Reformation Charlotte has been covering the story of the failed election to install Marcus Hayes, a black pastoral candidate, as lead pastor at First Baptist Church in Naples, FL. Last week, Hayes failed to secure the required 85% of the congregation’s votes receiving instead only 81%.
As a result of the failed election, the church leadership immediately released a statement calling the election results “vile” and subsequently issued a public apology attributing the 19% who voted against Hayes as racists and calling them a “cancer” and a “sickness.”
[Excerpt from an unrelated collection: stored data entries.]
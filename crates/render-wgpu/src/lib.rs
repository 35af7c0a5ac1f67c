//! wgpu render backend for the workshop harness.
//!
//! Uploads the frame's debug-draw lines and draws them with the camera's
//! orthographic projection.
//!
//! # Invariants
//! - Renderer never mutates world or camera state.
//! - A degenerate camera clears the frame and draws nothing.

mod gpu;
mod shaders;

pub use gpu::WgpuRenderer;
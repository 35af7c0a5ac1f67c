/// WGSL shader for colored debug-draw lines.
pub const LINE_SHADER: &str = r#"
struct Uniforms {
    view_proj: mat4x4<f32>,
};

@group(0) @binding(0)
var<uniform> uniforms: Uniforms;

struct LineVertex {
    @location(0) position: vec2<f32>,
    @location(1) color: vec4<f32>,
};

struct LineOutput {
    @builtin(position) clip_position: vec4<f32>,
    @location(0) color: vec4<f32>,
};

@vertex
fn vs_line(vertex: LineVertex) -> LineOutput {
    var out: LineOutput;
    out.clip_position = uniforms.view_proj * vec4<f32>(vertex.position, 0.0, 1.0);
    out.color = vertex.color;
    return out;
}

@fragment
fn fs_line(in: LineOutput) -> @location(0) vec4<f32> {
    return in.color;
}
"#;
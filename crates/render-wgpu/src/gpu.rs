use crate::shaders;
use bytemuck::{Pod, Zeroable};
use glam::Mat4;
use wgpu::util::DeviceExt;
use workshop_camera::{Camera, CameraError};
use workshop_render::DebugDraw;

#[repr(C)]
#[derive(Copy, Clone, Pod, Zeroable)]
struct Uniforms {
    view_proj: [[f32; 4]; 4],
}

#[repr(C)]
#[derive(Debug, Copy, Clone, PartialEq, Pod, Zeroable)]
struct LineVertex {
    position: [f32; 2],
    color: [f32; 4],
}

/// Flatten debug lines into a line-list vertex stream.
fn line_vertices(draw: &DebugDraw) -> Vec<LineVertex> {
    let mut verts = Vec::with_capacity(draw.len() * 2);
    for line in draw.lines() {
        verts.push(LineVertex {
            position: line.a.to_array(),
            color: line.color,
        });
        verts.push(LineVertex {
            position: line.b.to_array(),
            color: line.color,
        });
    }
    verts
}

/// wgpu-based debug-draw renderer.
pub struct WgpuRenderer {
    line_pipeline: wgpu::RenderPipeline,
    uniform_buffer: wgpu::Buffer,
    uniform_bind_group: wgpu::BindGroup,
    vertex_buffer: wgpu::Buffer,
    vertex_capacity: u64,
}

impl WgpuRenderer {
    const INITIAL_VERTEX_CAPACITY: u64 = 4096;
    const CLEAR_COLOR: wgpu::Color = wgpu::Color::BLACK;

    pub fn new(device: &wgpu::Device, surface_format: wgpu::TextureFormat) -> Self {
        let uniform_buffer = device.create_buffer_init(&wgpu::util::BufferInitDescriptor {
            label: Some("uniform_buffer"),
            contents: bytemuck::bytes_of(&Uniforms {
                view_proj: Mat4::IDENTITY.to_cols_array_2d(),
            }),
            usage: wgpu::BufferUsages::UNIFORM | wgpu::BufferUsages::COPY_DST,
        });

        let bind_group_layout = device.create_bind_group_layout(&wgpu::BindGroupLayoutDescriptor {
            label: Some("uniform_bind_group_layout"),
            entries: &[wgpu::BindGroupLayoutEntry {
                binding: 0,
                visibility: wgpu::ShaderStages::VERTEX,
                ty: wgpu::BindingType::Buffer {
                    ty: wgpu::BufferBindingType::Uniform,
                    has_dynamic_offset: false,
                    min_binding_size: None,
                },
                count: None,
            }],
        });

        let uniform_bind_group = device.create_bind_group(&wgpu::BindGroupDescriptor {
            label: Some("uniform_bind_group"),
            layout: &bind_group_layout,
            entries: &[wgpu::BindGroupEntry {
                binding: 0,
                resource: uniform_buffer.as_entire_binding(),
            }],
        });

        let pipeline_layout = device.create_pipeline_layout(&wgpu::PipelineLayoutDescriptor {
            label: Some("pipeline_layout"),
            bind_group_layouts: &[&bind_group_layout],
            push_constant_ranges: &[],
        });

        let line_shader = device.create_shader_module(wgpu::ShaderModuleDescriptor {
            label: Some("line_shader"),
            source: wgpu::ShaderSource::Wgsl(shaders::LINE_SHADER.into()),
        });

        let line_pipeline = device.create_render_pipeline(&wgpu::RenderPipelineDescriptor {
            label: Some("line_pipeline"),
            layout: Some(&pipeline_layout),
            vertex: wgpu::VertexState {
                module: &line_shader,
                entry_point: Some("vs_line"),
                compilation_options: Default::default(),
                buffers: &[wgpu::VertexBufferLayout {
                    array_stride: std::mem::size_of::<LineVertex>() as u64,
                    step_mode: wgpu::VertexStepMode::Vertex,
                    attributes: &wgpu::vertex_attr_array![
                        0 => Float32x2,
                        1 => Float32x4,
                    ],
                }],
            },
            fragment: Some(wgpu::FragmentState {
                module: &line_shader,
                entry_point: Some("fs_line"),
                compilation_options: Default::default(),
                targets: &[Some(wgpu::ColorTargetState {
                    format: surface_format,
                    blend: Some(wgpu::BlendState::ALPHA_BLENDING),
                    write_mask: wgpu::ColorWrites::ALL,
                })],
            }),
            primitive: wgpu::PrimitiveState {
                topology: wgpu::PrimitiveTopology::LineList,
                ..Default::default()
            },
            depth_stencil: None,
            multisample: Default::default(),
            multiview: None,
            cache: None,
        });

        let vertex_capacity = Self::INITIAL_VERTEX_CAPACITY;
        let vertex_buffer = Self::create_vertex_buffer(device, vertex_capacity);

        Self {
            line_pipeline,
            uniform_buffer,
            uniform_bind_group,
            vertex_buffer,
            vertex_capacity,
        }
    }

    /// Clear the target and draw `draw` as seen through `camera`.
    ///
    /// With a degenerate camera the target is only cleared and the error is
    /// returned so the caller can skip the rest of the frame's view work.
    pub fn render(
        &mut self,
        device: &wgpu::Device,
        queue: &wgpu::Queue,
        view: &wgpu::TextureView,
        camera: &Camera,
        draw: &DebugDraw,
    ) -> Result<(), CameraError> {
        let projection = camera.projection_matrix(0.0);
        let vertices = match projection {
            Ok(vp) => {
                queue.write_buffer(
                    &self.uniform_buffer,
                    0,
                    bytemuck::bytes_of(&Uniforms {
                        view_proj: vp.to_cols_array_2d(),
                    }),
                );
                line_vertices(draw)
            }
            Err(_) => Vec::new(),
        };

        if !vertices.is_empty() {
            self.ensure_capacity(device, vertices.len() as u64);
            queue.write_buffer(&self.vertex_buffer, 0, bytemuck::cast_slice(&vertices));
        }

        let mut encoder = device.create_command_encoder(&wgpu::CommandEncoderDescriptor {
            label: Some("render_encoder"),
        });

        {
            let mut pass = encoder.begin_render_pass(&wgpu::RenderPassDescriptor {
                label: Some("main_pass"),
                color_attachments: &[Some(wgpu::RenderPassColorAttachment {
                    view,
                    resolve_target: None,
                    ops: wgpu::Operations {
                        load: wgpu::LoadOp::Clear(Self::CLEAR_COLOR),
                        store: wgpu::StoreOp::Store,
                    },
                })],
                depth_stencil_attachment: None,
                ..Default::default()
            });

            if !vertices.is_empty() {
                pass.set_pipeline(&self.line_pipeline);
                pass.set_bind_group(0, &self.uniform_bind_group, &[]);
                pass.set_vertex_buffer(0, self.vertex_buffer.slice(..));
                pass.draw(0..vertices.len() as u32, 0..1);
            }
        }

        queue.submit(std::iter::once(encoder.finish()));
        projection.map(|_| ())
    }

    fn ensure_capacity(&mut self, device: &wgpu::Device, needed: u64) {
        if needed <= self.vertex_capacity {
            return;
        }
        let capacity = needed.next_power_of_two();
        tracing::debug!(
            old = self.vertex_capacity,
            new = capacity,
            "growing line vertex buffer"
        );
        self.vertex_buffer = Self::create_vertex_buffer(device, capacity);
        self.vertex_capacity = capacity;
    }

    fn create_vertex_buffer(device: &wgpu::Device, capacity: u64) -> wgpu::Buffer {
        device.create_buffer(&wgpu::BufferDescriptor {
            label: Some("line_vertex_buffer"),
            size: capacity * std::mem::size_of::<LineVertex>() as u64,
            usage: wgpu::BufferUsages::VERTEX | wgpu::BufferUsages::COPY_DST,
            mapped_at_creation: false,
        })
    }
}

#[cfg(test)]
mod tests {
    use super::*;
    use glam::Vec2;

    #[test]
    fn two_vertices_per_line() {
        let mut draw = DebugDraw::new();
        draw.segment(Vec2::ZERO, Vec2::new(1.0, 2.0), DebugDraw::AWAKE);
        draw.segment(Vec2::ONE, Vec2::new(-3.0, 0.5), DebugDraw::STATIC);
        let verts = line_vertices(&draw);
        assert_eq!(verts.len(), 4);
        assert_eq!(verts[1].position, [1.0, 2.0]);
        assert_eq!(verts[2].color, DebugDraw::STATIC);
    }

    #[test]
    fn vertex_layout_is_tightly_packed() {
        assert_eq!(std::mem::size_of::<LineVertex>(), 24);
    }
}
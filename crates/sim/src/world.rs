use glam::Vec2;
use rapier2d::prelude::*;
use std::time::Duration;
use workshop_common::SimConfig;

/// Geometry of a collider, in its local frame.
#[derive(Debug, Clone, Copy, PartialEq)]
pub enum ShapeKind {
    Box { half_extents: Vec2 },
    Ball { radius: f32 },
}

/// Motion state of the body a collider is attached to.
#[derive(Debug, Clone, Copy, PartialEq, Eq)]
pub enum BodyState {
    Static,
    Awake,
    Sleeping,
}

/// A collider placed in world space, as the debug drawer needs it.
#[derive(Debug, Clone, Copy, PartialEq)]
pub struct Shape {
    pub kind: ShapeKind,
    pub position: Vec2,
    /// Rotation in radians, counter-clockwise.
    pub angle: f32,
    pub state: BodyState,
}

/// The physics world.
///
/// Owns the rapier pipeline and every body/collider set. The harness steps
/// it once per frame with a fixed timestep equal to the target frame period.
pub struct SimWorld {
    gravity: Vector<Real>,
    integration_parameters: IntegrationParameters,
    pipeline: PhysicsPipeline,
    islands: IslandManager,
    broad_phase: DefaultBroadPhase,
    narrow_phase: NarrowPhase,
    bodies: RigidBodySet,
    colliders: ColliderSet,
    impulse_joints: ImpulseJointSet,
    multibody_joints: MultibodyJointSet,
    ccd_solver: CCDSolver,
    query_pipeline: QueryPipeline,
    tick: u64,
}

impl SimWorld {
    /// An empty world with the given gravity, stepped by `timestep`.
    pub fn new(gravity: Vec2, timestep: Duration) -> Self {
        let integration_parameters = IntegrationParameters {
            dt: timestep.as_secs_f32(),
            ..Default::default()
        };
        Self {
            gravity: vector![gravity.x, gravity.y],
            integration_parameters,
            pipeline: PhysicsPipeline::new(),
            islands: IslandManager::new(),
            broad_phase: DefaultBroadPhase::new(),
            narrow_phase: NarrowPhase::new(),
            bodies: RigidBodySet::new(),
            colliders: ColliderSet::new(),
            impulse_joints: ImpulseJointSet::new(),
            multibody_joints: MultibodyJointSet::new(),
            ccd_solver: CCDSolver::new(),
            query_pipeline: QueryPipeline::new(),
            tick: 0,
        }
    }

    /// Build a world from config, optionally populated with the demo scene.
    pub fn from_config(config: &SimConfig, timestep: Duration) -> Self {
        let mut world = Self::new(config.gravity, timestep);
        if config.spawn_demo_scene {
            world.demo_scene();
        }
        world
    }

    /// Number of steps taken so far.
    pub fn tick(&self) -> u64 {
        self.tick
    }

    pub fn timestep(&self) -> Duration {
        Duration::from_secs_f32(self.integration_parameters.dt)
    }

    pub fn gravity(&self) -> Vec2 {
        Vec2::new(self.gravity.x, self.gravity.y)
    }

    pub fn body_count(&self) -> usize {
        self.bodies.len()
    }

    /// Add a fixed box, e.g. the ground.
    pub fn add_ground(&mut self, position: Vec2, half_extents: Vec2) -> RigidBodyHandle {
        let body = RigidBodyBuilder::fixed()
            .translation(vector![position.x, position.y])
            .build();
        let collider = ColliderBuilder::cuboid(half_extents.x, half_extents.y)
            .friction(0.6)
            .build();
        self.insert(body, collider)
    }

    /// Add a dynamic box.
    pub fn add_box(&mut self, position: Vec2, half_extents: Vec2) -> RigidBodyHandle {
        let body = RigidBodyBuilder::dynamic()
            .translation(vector![position.x, position.y])
            .build();
        let collider = ColliderBuilder::cuboid(half_extents.x, half_extents.y)
            .density(1.0)
            .friction(0.6)
            .build();
        self.insert(body, collider)
    }

    /// Add a dynamic ball.
    pub fn add_ball(&mut self, position: Vec2, radius: f32) -> RigidBodyHandle {
        let body = RigidBodyBuilder::dynamic()
            .translation(vector![position.x, position.y])
            .build();
        let collider = ColliderBuilder::ball(radius)
            .density(1.0)
            .friction(0.6)
            .restitution(0.3)
            .build();
        self.insert(body, collider)
    }

    fn insert(&mut self, body: RigidBody, collider: Collider) -> RigidBodyHandle {
        let handle = self.bodies.insert(body);
        self.colliders
            .insert_with_parent(collider, handle, &mut self.bodies);
        tracing::debug!(bodies = self.bodies.len(), "body added");
        handle
    }

    /// Ground slab, a column of boxes and a ball, framed by the default view.
    pub fn demo_scene(&mut self) {
        self.add_ground(Vec2::new(0.0, -1.0), Vec2::new(40.0, 1.0));
        for i in 0..10 {
            let y = 0.5 + i as f32 * 1.05;
            self.add_box(Vec2::new(0.0, y), Vec2::splat(0.5));
        }
        self.add_ball(Vec2::new(-6.0, 20.0), 1.0);
        tracing::info!(bodies = self.bodies.len(), "demo scene built");
    }

    /// World-space position of a body's origin.
    pub fn body_position(&self, handle: RigidBodyHandle) -> Option<Vec2> {
        self.bodies.get(handle).map(|b| {
            let t = b.translation();
            Vec2::new(t.x, t.y)
        })
    }

    /// Advance the world by one fixed timestep.
    pub fn step(&mut self) {
        let _span = tracing::info_span!("sim_step", tick = self.tick).entered();
        self.pipeline.step(
            &self.gravity,
            &self.integration_parameters,
            &mut self.islands,
            &mut self.broad_phase,
            &mut self.narrow_phase,
            &mut self.bodies,
            &mut self.colliders,
            &mut self.impulse_joints,
            &mut self.multibody_joints,
            &mut self.ccd_solver,
            Some(&mut self.query_pipeline),
            &(),
            &(),
        );
        self.tick += 1;
    }

    /// Every collider in world space.
    pub fn shapes(&self) -> Vec<Shape> {
        let mut shapes = Vec::with_capacity(self.colliders.len());
        for (_, collider) in self.colliders.iter() {
            let kind = if let Some(cuboid) = collider.shape().as_cuboid() {
                ShapeKind::Box {
                    half_extents: Vec2::new(cuboid.half_extents.x, cuboid.half_extents.y),
                }
            } else if let Some(ball) = collider.shape().as_ball() {
                ShapeKind::Ball {
                    radius: ball.radius,
                }
            } else {
                continue;
            };

            let state = match collider.parent().and_then(|h| self.bodies.get(h)) {
                Some(body) if body.is_fixed() => BodyState::Static,
                Some(body) if body.is_sleeping() => BodyState::Sleeping,
                Some(_) => BodyState::Awake,
                None => BodyState::Static,
            };

            let iso = collider.position();
            shapes.push(Shape {
                kind,
                position: Vec2::new(iso.translation.vector.x, iso.translation.vector.y),
                angle: iso.rotation.angle(),
                state,
            });
        }
        shapes
    }

    /// Deterministic hash of tick and body poses, for comparing two runs.
    pub fn state_hash(&self) -> u64 {
        let mut h: u64 = 0xcbf2_9ce4_8422_2325; // FNV offset basis
        let mix = |h: &mut u64, bytes: &[u8]| {
            for &b in bytes {
                *h ^= b as u64;
                *h = h.wrapping_mul(0x0100_0000_01b3);
            }
        };
        mix(&mut h, &self.tick.to_le_bytes());
        for (_, body) in self.bodies.iter() {
            let t = body.translation();
            mix(&mut h, &t.x.to_le_bytes());
            mix(&mut h, &t.y.to_le_bytes());
            mix(&mut h, &body.rotation().angle().to_le_bytes());
        }
        h
    }
}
To this day, not one shred of evidence has been produced to validate the very public allegations against their church members of racism and prejudice. As Reformation Charlotte previously reported, it is clear that the members who voted against Hayes had legitimate unanswered questions about his qualifications as a pastoral candidate.
Prior to the election, a concerned party who labeled themselves the “Voices of FBCN” began to raise questions regarding Hayes’ associations with certain segments of the “woke” social justice movement, apparently favorable retweets of pro-abortion pro-LGBTQ Democrat, Kamala Harris (note, they did not accuse Hayes himself of being pro-abortion or LGBTQ, but simply raised the question of why he would favorably quote such a person), and raised concerns about his experience as a pastor himself. The concerned party sent around a petition which received hundreds of signatures calling on the leadership to hold a special business meeting to address these concerns — the request was denied by the leadership.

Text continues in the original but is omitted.